* [What the task requires]:
Out of the entries that follow, copy each line containing "chars".

* [Data supplied]:
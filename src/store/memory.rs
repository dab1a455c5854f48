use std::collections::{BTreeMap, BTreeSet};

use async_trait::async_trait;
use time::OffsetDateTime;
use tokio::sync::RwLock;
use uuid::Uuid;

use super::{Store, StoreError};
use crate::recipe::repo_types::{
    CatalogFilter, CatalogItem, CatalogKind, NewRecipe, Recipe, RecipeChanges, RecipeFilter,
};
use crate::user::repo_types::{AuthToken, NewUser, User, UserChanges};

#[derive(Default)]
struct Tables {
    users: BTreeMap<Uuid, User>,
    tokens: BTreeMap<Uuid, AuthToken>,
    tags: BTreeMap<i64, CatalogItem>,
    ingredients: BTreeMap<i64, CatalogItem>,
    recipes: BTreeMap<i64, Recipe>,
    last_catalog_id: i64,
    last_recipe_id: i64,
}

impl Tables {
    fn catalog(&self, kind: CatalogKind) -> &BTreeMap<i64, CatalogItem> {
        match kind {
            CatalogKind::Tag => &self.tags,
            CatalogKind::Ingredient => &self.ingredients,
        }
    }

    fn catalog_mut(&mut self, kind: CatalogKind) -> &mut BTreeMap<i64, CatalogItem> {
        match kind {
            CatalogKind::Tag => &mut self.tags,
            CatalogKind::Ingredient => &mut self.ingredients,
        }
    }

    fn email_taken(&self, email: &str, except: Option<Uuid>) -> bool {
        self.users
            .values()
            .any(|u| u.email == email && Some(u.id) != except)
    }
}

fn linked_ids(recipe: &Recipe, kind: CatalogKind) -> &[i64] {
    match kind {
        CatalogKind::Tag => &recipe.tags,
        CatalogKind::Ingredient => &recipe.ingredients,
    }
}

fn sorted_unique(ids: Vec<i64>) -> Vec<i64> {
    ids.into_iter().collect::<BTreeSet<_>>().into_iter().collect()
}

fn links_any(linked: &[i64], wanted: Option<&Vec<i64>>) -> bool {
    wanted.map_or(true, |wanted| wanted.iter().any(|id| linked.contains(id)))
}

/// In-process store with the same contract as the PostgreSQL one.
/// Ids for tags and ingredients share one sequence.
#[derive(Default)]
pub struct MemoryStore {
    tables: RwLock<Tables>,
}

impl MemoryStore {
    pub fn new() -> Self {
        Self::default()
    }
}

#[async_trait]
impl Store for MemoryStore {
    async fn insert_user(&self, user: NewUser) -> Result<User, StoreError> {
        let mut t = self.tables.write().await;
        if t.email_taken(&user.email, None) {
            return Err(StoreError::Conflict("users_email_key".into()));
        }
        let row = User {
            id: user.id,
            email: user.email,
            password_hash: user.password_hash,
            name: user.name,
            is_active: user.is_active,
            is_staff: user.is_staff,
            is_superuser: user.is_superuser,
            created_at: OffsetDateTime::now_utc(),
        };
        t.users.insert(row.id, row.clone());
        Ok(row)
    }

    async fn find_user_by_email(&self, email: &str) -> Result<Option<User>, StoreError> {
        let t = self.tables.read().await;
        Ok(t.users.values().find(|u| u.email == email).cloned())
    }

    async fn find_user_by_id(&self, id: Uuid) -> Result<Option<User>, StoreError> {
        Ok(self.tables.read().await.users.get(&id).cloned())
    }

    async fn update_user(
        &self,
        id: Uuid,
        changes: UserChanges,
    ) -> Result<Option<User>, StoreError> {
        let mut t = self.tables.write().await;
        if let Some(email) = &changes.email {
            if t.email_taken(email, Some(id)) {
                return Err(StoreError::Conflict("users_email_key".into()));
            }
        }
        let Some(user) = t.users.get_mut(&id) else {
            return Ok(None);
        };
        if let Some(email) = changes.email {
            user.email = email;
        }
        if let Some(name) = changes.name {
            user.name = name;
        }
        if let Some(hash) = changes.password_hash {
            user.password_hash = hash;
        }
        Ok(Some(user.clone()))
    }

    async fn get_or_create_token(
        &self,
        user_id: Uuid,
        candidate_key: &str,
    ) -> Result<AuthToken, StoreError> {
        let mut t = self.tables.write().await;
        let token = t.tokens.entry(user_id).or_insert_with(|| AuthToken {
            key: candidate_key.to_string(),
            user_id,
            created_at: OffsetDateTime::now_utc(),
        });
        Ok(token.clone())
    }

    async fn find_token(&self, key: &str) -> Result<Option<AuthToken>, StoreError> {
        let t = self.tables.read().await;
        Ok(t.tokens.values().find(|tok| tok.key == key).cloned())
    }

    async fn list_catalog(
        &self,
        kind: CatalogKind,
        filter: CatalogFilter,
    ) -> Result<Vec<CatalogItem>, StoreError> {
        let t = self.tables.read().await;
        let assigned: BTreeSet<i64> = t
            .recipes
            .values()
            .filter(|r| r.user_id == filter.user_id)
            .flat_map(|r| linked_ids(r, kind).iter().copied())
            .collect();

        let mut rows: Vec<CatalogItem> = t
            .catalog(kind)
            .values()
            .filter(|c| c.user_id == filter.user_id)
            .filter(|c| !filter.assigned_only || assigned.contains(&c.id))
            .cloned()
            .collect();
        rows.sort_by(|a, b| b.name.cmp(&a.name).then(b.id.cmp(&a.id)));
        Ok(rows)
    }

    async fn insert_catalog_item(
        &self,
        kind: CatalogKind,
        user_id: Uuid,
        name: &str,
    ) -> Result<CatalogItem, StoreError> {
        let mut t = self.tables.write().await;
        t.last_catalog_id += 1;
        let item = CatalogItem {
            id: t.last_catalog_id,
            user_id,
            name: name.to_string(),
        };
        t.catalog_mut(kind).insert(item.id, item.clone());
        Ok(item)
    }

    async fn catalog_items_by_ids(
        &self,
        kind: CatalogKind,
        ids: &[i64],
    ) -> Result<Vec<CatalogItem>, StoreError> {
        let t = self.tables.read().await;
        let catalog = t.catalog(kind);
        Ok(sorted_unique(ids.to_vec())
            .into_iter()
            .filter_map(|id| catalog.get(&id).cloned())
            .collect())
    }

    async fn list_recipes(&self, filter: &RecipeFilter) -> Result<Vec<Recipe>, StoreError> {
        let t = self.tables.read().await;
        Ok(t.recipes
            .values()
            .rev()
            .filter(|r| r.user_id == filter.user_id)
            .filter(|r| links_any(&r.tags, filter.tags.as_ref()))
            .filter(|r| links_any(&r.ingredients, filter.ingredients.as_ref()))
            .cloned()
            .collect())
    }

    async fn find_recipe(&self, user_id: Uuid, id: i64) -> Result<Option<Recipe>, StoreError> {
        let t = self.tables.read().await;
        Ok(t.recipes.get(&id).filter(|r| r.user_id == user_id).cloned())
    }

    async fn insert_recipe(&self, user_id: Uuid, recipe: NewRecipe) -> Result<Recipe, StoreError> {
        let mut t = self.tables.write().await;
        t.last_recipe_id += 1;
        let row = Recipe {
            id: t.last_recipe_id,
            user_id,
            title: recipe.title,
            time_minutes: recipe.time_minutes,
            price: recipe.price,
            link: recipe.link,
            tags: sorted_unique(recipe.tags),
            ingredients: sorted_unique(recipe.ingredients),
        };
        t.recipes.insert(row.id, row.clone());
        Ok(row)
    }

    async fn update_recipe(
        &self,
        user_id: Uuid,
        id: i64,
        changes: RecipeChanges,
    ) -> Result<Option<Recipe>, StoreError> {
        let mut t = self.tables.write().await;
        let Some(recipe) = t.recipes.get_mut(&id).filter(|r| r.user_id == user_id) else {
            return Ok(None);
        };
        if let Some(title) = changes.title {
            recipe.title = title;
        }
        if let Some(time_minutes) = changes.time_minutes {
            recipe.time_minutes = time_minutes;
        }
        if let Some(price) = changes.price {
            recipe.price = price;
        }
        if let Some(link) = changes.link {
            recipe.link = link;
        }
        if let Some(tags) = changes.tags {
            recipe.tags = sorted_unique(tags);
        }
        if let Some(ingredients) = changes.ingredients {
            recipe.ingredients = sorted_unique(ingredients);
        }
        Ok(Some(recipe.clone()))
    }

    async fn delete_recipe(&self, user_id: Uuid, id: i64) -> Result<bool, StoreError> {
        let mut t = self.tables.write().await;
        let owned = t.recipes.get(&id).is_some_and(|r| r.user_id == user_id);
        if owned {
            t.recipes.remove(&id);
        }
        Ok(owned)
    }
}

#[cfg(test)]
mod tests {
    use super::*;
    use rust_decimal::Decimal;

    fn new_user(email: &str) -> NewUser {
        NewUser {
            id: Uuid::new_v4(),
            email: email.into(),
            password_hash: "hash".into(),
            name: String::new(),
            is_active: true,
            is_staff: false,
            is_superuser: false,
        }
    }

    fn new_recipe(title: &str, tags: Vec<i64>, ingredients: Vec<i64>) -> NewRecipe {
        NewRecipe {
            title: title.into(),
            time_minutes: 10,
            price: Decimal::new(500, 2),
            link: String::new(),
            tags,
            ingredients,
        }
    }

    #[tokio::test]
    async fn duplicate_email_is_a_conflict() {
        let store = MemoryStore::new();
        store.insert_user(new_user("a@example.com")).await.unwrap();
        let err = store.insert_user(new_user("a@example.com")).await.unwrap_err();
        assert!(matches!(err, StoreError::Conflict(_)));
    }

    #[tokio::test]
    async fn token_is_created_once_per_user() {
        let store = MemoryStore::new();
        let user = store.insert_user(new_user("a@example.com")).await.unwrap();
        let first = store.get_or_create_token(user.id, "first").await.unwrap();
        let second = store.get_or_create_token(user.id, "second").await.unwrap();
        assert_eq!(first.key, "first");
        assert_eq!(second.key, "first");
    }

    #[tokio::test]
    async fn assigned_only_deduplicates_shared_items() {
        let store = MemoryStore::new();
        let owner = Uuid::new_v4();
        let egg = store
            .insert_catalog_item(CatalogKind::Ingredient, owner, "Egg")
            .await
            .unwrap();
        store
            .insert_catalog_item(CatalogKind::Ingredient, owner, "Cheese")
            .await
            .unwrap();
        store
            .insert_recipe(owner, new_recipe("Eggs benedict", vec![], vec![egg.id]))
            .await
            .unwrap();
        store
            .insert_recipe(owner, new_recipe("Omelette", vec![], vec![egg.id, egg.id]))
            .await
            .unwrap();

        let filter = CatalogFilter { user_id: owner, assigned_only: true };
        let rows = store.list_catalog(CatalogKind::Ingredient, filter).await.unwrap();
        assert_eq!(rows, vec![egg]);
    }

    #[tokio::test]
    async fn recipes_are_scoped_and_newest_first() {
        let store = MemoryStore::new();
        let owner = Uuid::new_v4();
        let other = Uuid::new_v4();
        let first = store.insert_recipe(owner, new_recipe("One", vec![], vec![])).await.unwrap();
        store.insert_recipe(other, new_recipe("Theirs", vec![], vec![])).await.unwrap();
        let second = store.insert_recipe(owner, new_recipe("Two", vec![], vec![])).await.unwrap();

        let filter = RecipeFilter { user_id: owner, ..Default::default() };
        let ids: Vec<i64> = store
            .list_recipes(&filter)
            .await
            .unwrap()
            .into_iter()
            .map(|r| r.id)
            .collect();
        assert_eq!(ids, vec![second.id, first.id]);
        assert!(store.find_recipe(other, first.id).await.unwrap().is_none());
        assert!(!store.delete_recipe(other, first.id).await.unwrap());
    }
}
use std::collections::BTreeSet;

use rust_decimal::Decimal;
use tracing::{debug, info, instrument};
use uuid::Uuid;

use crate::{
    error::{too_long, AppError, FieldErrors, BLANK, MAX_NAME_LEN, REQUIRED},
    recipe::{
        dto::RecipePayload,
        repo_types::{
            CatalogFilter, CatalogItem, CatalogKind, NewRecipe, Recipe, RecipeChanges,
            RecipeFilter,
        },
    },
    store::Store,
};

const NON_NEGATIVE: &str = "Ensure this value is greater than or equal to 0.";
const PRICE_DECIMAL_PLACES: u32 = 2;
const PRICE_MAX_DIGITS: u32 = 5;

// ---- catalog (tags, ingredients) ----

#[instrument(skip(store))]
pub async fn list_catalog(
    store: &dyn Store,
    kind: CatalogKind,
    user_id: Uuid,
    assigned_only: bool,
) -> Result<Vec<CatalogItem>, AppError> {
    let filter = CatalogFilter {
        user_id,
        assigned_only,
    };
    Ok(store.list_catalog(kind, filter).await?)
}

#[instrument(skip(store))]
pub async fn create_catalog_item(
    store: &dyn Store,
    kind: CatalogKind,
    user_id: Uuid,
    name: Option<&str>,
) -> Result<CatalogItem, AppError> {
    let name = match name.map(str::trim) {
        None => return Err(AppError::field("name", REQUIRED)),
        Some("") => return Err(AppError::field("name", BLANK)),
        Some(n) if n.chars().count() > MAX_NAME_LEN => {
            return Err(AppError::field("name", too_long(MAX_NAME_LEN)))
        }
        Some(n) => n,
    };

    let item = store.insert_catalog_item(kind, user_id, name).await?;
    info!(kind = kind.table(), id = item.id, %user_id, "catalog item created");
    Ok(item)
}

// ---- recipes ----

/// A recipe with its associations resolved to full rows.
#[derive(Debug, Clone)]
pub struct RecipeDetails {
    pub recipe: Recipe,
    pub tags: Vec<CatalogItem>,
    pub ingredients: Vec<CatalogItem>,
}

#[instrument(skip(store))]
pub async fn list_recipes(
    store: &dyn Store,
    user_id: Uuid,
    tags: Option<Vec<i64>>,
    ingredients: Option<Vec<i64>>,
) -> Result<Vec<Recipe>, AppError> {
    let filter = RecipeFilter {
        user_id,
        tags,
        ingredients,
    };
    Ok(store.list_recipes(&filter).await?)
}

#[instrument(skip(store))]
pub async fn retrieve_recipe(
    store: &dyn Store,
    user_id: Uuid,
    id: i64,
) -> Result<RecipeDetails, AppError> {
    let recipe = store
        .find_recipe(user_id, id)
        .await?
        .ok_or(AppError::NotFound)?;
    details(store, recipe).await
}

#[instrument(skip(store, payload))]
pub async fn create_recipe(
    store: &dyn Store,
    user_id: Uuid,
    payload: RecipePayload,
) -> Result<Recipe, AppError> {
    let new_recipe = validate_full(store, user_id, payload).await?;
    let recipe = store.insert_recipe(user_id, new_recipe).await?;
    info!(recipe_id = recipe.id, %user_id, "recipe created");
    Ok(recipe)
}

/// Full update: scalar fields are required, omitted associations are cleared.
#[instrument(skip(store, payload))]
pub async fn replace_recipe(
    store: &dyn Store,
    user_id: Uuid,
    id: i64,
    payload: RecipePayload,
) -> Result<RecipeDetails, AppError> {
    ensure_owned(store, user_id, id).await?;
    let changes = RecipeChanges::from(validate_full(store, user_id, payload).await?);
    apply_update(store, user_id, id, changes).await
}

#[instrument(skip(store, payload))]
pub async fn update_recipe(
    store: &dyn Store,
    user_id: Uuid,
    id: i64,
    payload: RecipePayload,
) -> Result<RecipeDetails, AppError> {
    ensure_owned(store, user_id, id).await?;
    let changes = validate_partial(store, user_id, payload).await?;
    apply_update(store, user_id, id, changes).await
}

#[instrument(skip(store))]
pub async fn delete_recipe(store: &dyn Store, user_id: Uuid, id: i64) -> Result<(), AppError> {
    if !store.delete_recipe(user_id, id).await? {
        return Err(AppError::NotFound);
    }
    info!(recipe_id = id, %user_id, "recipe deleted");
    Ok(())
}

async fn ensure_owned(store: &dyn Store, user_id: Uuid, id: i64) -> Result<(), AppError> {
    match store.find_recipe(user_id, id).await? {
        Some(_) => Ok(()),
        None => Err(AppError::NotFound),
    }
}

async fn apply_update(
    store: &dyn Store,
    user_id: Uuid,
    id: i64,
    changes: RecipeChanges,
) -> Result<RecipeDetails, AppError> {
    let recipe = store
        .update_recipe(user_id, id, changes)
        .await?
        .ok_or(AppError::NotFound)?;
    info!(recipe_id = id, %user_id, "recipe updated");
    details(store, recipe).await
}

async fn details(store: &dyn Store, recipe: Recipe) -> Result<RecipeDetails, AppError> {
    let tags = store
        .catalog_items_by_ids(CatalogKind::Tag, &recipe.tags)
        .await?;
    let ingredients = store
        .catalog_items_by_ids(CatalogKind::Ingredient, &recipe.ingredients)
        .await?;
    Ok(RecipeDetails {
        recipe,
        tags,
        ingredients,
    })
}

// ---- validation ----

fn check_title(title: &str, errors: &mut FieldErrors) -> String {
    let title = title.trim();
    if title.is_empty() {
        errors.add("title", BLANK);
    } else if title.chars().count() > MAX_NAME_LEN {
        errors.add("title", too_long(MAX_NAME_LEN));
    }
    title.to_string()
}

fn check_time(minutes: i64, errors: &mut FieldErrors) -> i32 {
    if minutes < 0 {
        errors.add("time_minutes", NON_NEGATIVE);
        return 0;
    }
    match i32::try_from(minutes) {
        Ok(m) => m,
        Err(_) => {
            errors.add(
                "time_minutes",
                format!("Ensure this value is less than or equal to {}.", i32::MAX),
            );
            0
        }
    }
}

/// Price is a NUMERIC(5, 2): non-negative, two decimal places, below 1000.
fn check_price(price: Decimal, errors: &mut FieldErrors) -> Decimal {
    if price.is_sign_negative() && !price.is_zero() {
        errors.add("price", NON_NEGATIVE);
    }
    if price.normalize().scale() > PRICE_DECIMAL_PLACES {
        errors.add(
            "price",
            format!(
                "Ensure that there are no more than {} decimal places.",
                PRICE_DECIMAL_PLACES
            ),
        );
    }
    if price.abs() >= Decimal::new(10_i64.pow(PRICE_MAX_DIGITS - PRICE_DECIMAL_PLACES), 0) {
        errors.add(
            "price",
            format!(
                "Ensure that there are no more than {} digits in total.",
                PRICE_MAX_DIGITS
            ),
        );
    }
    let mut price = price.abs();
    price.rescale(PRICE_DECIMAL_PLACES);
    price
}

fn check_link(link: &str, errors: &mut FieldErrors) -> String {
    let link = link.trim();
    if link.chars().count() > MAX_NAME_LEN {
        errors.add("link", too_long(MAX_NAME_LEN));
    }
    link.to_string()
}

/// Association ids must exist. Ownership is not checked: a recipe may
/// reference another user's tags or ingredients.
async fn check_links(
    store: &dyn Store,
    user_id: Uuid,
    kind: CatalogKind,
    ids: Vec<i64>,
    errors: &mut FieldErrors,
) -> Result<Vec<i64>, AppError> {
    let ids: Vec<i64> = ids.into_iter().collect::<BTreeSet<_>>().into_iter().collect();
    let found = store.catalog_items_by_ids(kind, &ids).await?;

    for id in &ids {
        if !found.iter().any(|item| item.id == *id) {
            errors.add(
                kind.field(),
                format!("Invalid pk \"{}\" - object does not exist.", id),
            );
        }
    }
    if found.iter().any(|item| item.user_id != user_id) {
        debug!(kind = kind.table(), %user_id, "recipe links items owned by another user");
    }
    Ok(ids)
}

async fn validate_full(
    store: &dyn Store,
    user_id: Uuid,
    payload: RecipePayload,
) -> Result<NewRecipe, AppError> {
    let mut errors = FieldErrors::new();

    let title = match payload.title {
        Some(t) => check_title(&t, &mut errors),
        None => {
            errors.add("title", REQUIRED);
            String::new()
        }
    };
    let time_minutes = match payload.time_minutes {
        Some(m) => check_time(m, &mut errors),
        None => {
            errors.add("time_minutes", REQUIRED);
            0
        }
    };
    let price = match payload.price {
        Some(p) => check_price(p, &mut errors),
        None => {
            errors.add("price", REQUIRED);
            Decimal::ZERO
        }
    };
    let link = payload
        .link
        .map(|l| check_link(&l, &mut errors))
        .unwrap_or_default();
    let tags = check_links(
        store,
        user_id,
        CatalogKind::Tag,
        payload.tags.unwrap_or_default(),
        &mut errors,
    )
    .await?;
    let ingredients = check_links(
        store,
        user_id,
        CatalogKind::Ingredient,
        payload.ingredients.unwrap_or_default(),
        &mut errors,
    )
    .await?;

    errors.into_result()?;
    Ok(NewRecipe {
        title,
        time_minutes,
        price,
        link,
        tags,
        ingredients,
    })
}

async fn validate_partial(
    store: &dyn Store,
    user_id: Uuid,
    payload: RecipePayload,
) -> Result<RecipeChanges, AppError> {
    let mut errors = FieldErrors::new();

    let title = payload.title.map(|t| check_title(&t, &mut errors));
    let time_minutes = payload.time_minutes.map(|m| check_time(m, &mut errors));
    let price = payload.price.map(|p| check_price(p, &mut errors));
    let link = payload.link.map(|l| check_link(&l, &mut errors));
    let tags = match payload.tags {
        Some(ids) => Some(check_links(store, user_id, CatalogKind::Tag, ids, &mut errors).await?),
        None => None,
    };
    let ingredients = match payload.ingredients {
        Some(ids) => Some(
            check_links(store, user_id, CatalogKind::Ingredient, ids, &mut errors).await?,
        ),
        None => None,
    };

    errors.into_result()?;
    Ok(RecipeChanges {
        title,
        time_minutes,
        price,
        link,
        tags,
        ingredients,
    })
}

* [Answer space]:
        Some(n) if n.chars().count() > MAX_NAME_LEN => {
    } else if title.chars().count() > MAX_NAME_LEN {
    if link.chars().count() > MAX_NAME_LEN {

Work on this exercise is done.